I have no idea what’s happening in this thread. GLD is supposed to be based on the underlying value of gold stored by the ETF fiduciary. Are you somehow predicting the price of Gold as a metal?
Or are you arbitraging NAV inefficiencies?
Personally, since Gold is part of my overall portfolio, I invest in the ticker CEF which is a closed-end fund that holds gold and silver. Historically, when gold is doing poorly, it trades at a 5% to 10% discount to NAV. And when gold is doing well, it trades at a 2% premium to NAV. The reason for this is that it’s a closed-end fund that cannot be liquidated by share holders for the underlying metal. Otherwise it would never drop to 10% below NAV since a hedge fund would come in and buy them all and liquidate. (Sprotts has done this with another fund and has been attempting to do it with CEF)
This is beneficial to me, since I’m only selling gold when it’s doing well, and buying it when it’s doing poorly, so I make money both on metal price and also on the discount. For example. I rebalanced into it at an 8% discount about 6 months ago and it’s now trading at a 2% discount as of today. All else equal with the underlying metal, I made 6% profit just on the NAV. This only works if you plan to buy/hold long term and rebalance specifically out of it when it’s doing well and into it when it’s doing poorly.

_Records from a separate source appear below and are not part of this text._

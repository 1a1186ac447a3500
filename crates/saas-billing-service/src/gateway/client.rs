//! HTTP payment gateway client.

use std::time::Duration;

use async_trait::async_trait;
use reqwest::Client;
use serde::de::DeserializeOwned;

use super::types::{
    BillingChargeRequest, BillingKey, CancelRequest, GatewayErrorResponse, IssueBillingKeyRequest,
    Payment,
};
use super::{ChargeReceipt, ChargeRequest, GatewayError, IssuedToken, PaymentGateway};

/// Client for the payment provider's REST API.
#[derive(Debug, Clone)]
pub struct HttpGateway {
    client: Client,
    base_url: String,
    secret_key: String,
}

impl HttpGateway {
    /// Create a new gateway client.
    ///
    /// # Arguments
    ///
    /// * `base_url` - Provider API root, e.g. `https://api.tosspayments.com`
    /// * `secret_key` - Merchant secret key, sent as the basic-auth user
    /// * `timeout` - Per-request timeout
    pub fn new(
        base_url: impl Into<String>,
        secret_key: impl Into<String>,
        timeout: Duration,
    ) -> Result<Self, GatewayError> {
        let client = Client::builder()
            .timeout(timeout)
            .build()
            .map_err(|e| GatewayError::network(format!("failed to build HTTP client: {e}")))?;

        Ok(Self {
            client,
            base_url: base_url.into().trim_end_matches('/').to_string(),
            secret_key: secret_key.into(),
        })
    }

    async fn post<B, T>(&self, path: &str, body: &B) -> Result<T, GatewayError>
    where
        B: serde::Serialize + Sync,
        T: DeserializeOwned,
    {
        let response = self
            .client
            .post(format!("{}{path}", self.base_url))
            .basic_auth(&self.secret_key, Option::<&str>::None)
            .json(body)
            .send()
            .await
            .map_err(transport_error)?;

        Self::handle_response(response).await
    }

    /// Handle API response, parsing errors if present.
    async fn handle_response<T: DeserializeOwned>(
        response: reqwest::Response,
    ) -> Result<T, GatewayError> {
        let status = response.status();

        if status.is_success() {
            return response
                .json()
                .await
                .map_err(|e| GatewayError::new("INVALID_RESPONSE", e.to_string()));
        }

        let body = response.text().await.unwrap_or_default();
        match serde_json::from_str::<GatewayErrorResponse>(&body) {
            Ok(error) => Err(GatewayError::new(error.code, error.message)),
            Err(_) => Err(GatewayError::new(
                format!("HTTP_{}", status.as_u16()),
                format!("HTTP {status}"),
            )),
        }
    }
}

fn transport_error(err: reqwest::Error) -> GatewayError {
    if err.is_timeout() {
        GatewayError::timeout()
    } else {
        GatewayError::network(err.to_string())
    }
}

#[async_trait]
impl PaymentGateway for HttpGateway {
    async fn issue_billing_token(
        &self,
        auth_code: &str,
        customer_key: &str,
    ) -> Result<IssuedToken, GatewayError> {
        tracing::debug!(customer_key = %customer_key, "Issuing billing key");

        let key: BillingKey = self
            .post(
                "/v1/billing/authorizations/issue",
                &IssueBillingKeyRequest {
                    auth_key: auth_code,
                    customer_key,
                },
            )
            .await?;

        Ok(IssuedToken {
            card_summary: key.card_summary(),
            token: key.billing_key,
        })
    }

    async fn charge(&self, request: &ChargeRequest) -> Result<ChargeReceipt, GatewayError> {
        tracing::debug!(
            customer_key = %request.customer_key,
            order_id = %request.order_id,
            amount = request.amount,
            "Charging billing key"
        );

        let payment: Payment = self
            .post(
                &format!("/v1/billing/{}", request.token),
                &BillingChargeRequest {
                    customer_key: &request.customer_key,
                    amount: request.amount,
                    order_id: &request.order_id,
                    order_name: &request.order_name,
                    customer_email: request.customer_email.as_deref(),
                },
            )
            .await?;

        Ok(ChargeReceipt {
            gateway_reference: payment.payment_key,
            status: payment.status,
        })
    }

    async fn refund(
        &self,
        gateway_reference: &str,
        reason: &str,
        amount: i64,
    ) -> Result<(), GatewayError> {
        tracing::debug!(payment_key = %gateway_reference, amount, "Cancelling payment");

        let _: Payment = self
            .post(
                &format!("/v1/payments/{gateway_reference}/cancel"),
                &CancelRequest {
                    cancel_reason: reason,
                    cancel_amount: amount,
                },
            )
            .await?;
        Ok(())
    }
}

No idea what we’re doing with GLD specifically though. I’m highly skeptical anyone can predict the underlying gold metal price using any statistical models. If we’re doing some kind of NAV bid/ask arbitrage then I imagine that’s definitely possible but question why a huge hedge fund isn’t already doing it and extracting all of the economic rents for themselves as professional arbigeurs.